▶ _Task objective_
From the records below, extract only the lines running from the line with "self.right = value.into();" to the line with "let width = usize::from(area.width);", both lines included, reproducing them exactly.

[Stored items from a collection]
───
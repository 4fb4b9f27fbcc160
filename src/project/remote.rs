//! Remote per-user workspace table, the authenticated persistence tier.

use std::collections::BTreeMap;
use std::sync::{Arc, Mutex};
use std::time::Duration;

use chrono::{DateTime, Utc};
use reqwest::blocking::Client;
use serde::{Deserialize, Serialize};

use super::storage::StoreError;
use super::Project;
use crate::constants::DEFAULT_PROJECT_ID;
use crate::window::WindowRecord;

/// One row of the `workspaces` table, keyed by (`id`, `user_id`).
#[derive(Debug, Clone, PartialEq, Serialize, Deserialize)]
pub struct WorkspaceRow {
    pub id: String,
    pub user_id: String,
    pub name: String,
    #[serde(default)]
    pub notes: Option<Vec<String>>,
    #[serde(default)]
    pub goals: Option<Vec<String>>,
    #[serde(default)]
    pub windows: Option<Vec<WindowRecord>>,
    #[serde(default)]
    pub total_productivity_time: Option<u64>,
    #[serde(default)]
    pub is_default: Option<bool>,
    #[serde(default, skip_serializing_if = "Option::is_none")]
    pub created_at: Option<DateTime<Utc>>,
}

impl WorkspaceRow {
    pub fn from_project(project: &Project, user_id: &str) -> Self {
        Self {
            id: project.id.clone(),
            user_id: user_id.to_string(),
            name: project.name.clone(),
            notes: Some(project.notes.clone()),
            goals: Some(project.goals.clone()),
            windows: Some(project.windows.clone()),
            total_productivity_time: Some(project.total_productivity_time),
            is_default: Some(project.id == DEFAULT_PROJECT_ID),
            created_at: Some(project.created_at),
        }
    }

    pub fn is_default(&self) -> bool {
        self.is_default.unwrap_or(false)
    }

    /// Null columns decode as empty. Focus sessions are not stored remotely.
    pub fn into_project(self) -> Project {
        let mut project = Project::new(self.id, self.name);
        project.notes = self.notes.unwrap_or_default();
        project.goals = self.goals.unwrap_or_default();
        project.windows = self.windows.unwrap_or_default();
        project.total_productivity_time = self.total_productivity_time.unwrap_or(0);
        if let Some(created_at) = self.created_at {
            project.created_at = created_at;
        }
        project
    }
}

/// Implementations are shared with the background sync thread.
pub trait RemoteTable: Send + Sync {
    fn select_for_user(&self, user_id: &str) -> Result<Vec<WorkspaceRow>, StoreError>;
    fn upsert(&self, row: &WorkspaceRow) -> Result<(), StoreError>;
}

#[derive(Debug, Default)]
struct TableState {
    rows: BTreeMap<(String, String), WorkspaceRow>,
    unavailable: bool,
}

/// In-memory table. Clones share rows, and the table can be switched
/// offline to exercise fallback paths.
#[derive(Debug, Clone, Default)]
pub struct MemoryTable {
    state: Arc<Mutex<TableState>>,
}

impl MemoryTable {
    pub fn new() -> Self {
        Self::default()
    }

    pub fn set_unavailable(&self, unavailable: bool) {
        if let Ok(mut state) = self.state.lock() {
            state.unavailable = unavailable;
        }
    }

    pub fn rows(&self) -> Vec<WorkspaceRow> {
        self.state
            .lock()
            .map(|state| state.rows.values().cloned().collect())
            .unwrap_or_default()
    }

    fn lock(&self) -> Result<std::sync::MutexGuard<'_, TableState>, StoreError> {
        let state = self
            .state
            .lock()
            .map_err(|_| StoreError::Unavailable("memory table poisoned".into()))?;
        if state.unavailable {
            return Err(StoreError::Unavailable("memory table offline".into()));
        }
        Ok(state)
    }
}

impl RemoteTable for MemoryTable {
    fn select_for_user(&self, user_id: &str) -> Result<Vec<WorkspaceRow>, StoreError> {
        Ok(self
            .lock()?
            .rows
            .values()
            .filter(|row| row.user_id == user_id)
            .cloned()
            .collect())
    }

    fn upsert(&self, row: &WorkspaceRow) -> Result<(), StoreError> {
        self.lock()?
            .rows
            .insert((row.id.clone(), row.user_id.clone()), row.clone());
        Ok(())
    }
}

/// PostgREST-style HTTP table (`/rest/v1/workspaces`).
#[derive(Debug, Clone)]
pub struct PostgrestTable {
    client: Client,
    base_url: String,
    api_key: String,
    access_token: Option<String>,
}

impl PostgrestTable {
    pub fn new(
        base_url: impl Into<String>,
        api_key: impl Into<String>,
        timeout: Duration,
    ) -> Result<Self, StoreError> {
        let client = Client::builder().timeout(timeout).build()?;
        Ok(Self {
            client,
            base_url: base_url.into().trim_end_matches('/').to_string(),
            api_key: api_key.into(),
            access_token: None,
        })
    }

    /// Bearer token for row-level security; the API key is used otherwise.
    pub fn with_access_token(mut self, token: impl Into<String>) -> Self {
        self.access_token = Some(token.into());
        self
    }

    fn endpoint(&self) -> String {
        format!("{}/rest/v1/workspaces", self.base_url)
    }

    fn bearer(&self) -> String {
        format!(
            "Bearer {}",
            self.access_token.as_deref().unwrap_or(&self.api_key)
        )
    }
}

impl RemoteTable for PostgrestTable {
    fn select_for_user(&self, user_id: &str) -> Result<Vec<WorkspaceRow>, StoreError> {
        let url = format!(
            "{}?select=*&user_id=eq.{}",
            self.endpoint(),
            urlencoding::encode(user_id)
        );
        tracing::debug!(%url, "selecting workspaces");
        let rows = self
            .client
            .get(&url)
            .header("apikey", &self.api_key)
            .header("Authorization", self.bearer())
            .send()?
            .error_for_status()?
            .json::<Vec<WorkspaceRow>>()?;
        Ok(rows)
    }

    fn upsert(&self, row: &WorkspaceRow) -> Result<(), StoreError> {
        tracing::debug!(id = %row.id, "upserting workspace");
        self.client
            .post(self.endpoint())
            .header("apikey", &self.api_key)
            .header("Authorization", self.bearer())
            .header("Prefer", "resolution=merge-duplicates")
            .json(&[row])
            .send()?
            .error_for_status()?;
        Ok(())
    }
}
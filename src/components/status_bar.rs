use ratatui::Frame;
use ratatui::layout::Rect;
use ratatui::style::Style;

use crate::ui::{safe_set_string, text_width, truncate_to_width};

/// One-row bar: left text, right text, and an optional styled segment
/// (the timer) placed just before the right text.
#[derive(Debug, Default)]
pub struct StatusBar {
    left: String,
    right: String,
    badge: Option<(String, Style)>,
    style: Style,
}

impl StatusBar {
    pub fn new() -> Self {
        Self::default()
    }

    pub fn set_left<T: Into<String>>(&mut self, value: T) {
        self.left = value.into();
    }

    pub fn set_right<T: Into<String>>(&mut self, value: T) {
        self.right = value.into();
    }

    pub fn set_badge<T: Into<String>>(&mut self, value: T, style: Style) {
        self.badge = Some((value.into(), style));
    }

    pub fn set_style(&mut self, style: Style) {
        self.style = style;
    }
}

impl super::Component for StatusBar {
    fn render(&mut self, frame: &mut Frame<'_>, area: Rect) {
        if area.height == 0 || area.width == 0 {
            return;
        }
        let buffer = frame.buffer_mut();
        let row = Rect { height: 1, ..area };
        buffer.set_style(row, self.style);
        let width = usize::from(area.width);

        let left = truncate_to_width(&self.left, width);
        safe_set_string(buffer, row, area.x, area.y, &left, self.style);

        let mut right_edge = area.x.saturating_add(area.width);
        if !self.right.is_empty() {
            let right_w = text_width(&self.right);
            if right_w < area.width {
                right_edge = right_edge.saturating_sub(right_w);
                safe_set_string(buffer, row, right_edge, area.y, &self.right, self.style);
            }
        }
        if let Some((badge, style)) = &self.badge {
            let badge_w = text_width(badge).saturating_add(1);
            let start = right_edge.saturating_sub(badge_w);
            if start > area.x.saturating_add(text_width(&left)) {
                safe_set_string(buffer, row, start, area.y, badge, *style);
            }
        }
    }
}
───
▶ _Solution to this problem_
        self.right = value.into();
    }

    pub fn set_badge<T: Into<String>>(&mut self, value: T, style: Style) {
        self.badge = Some((value.into(), style));
    }

    pub fn set_style(&mut self, style: Style) {
        self.style = style;
    }
}

impl super::Component for StatusBar {
    fn render(&mut self, frame: &mut Frame<'_>, area: Rect) {
        if area.height == 0 || area.width == 0 {
            return;
        }
        let buffer = frame.buffer_mut();
        let row = Rect { height: 1, ..area };
        buffer.set_style(row, self.style);
        let width = usize::from(area.width);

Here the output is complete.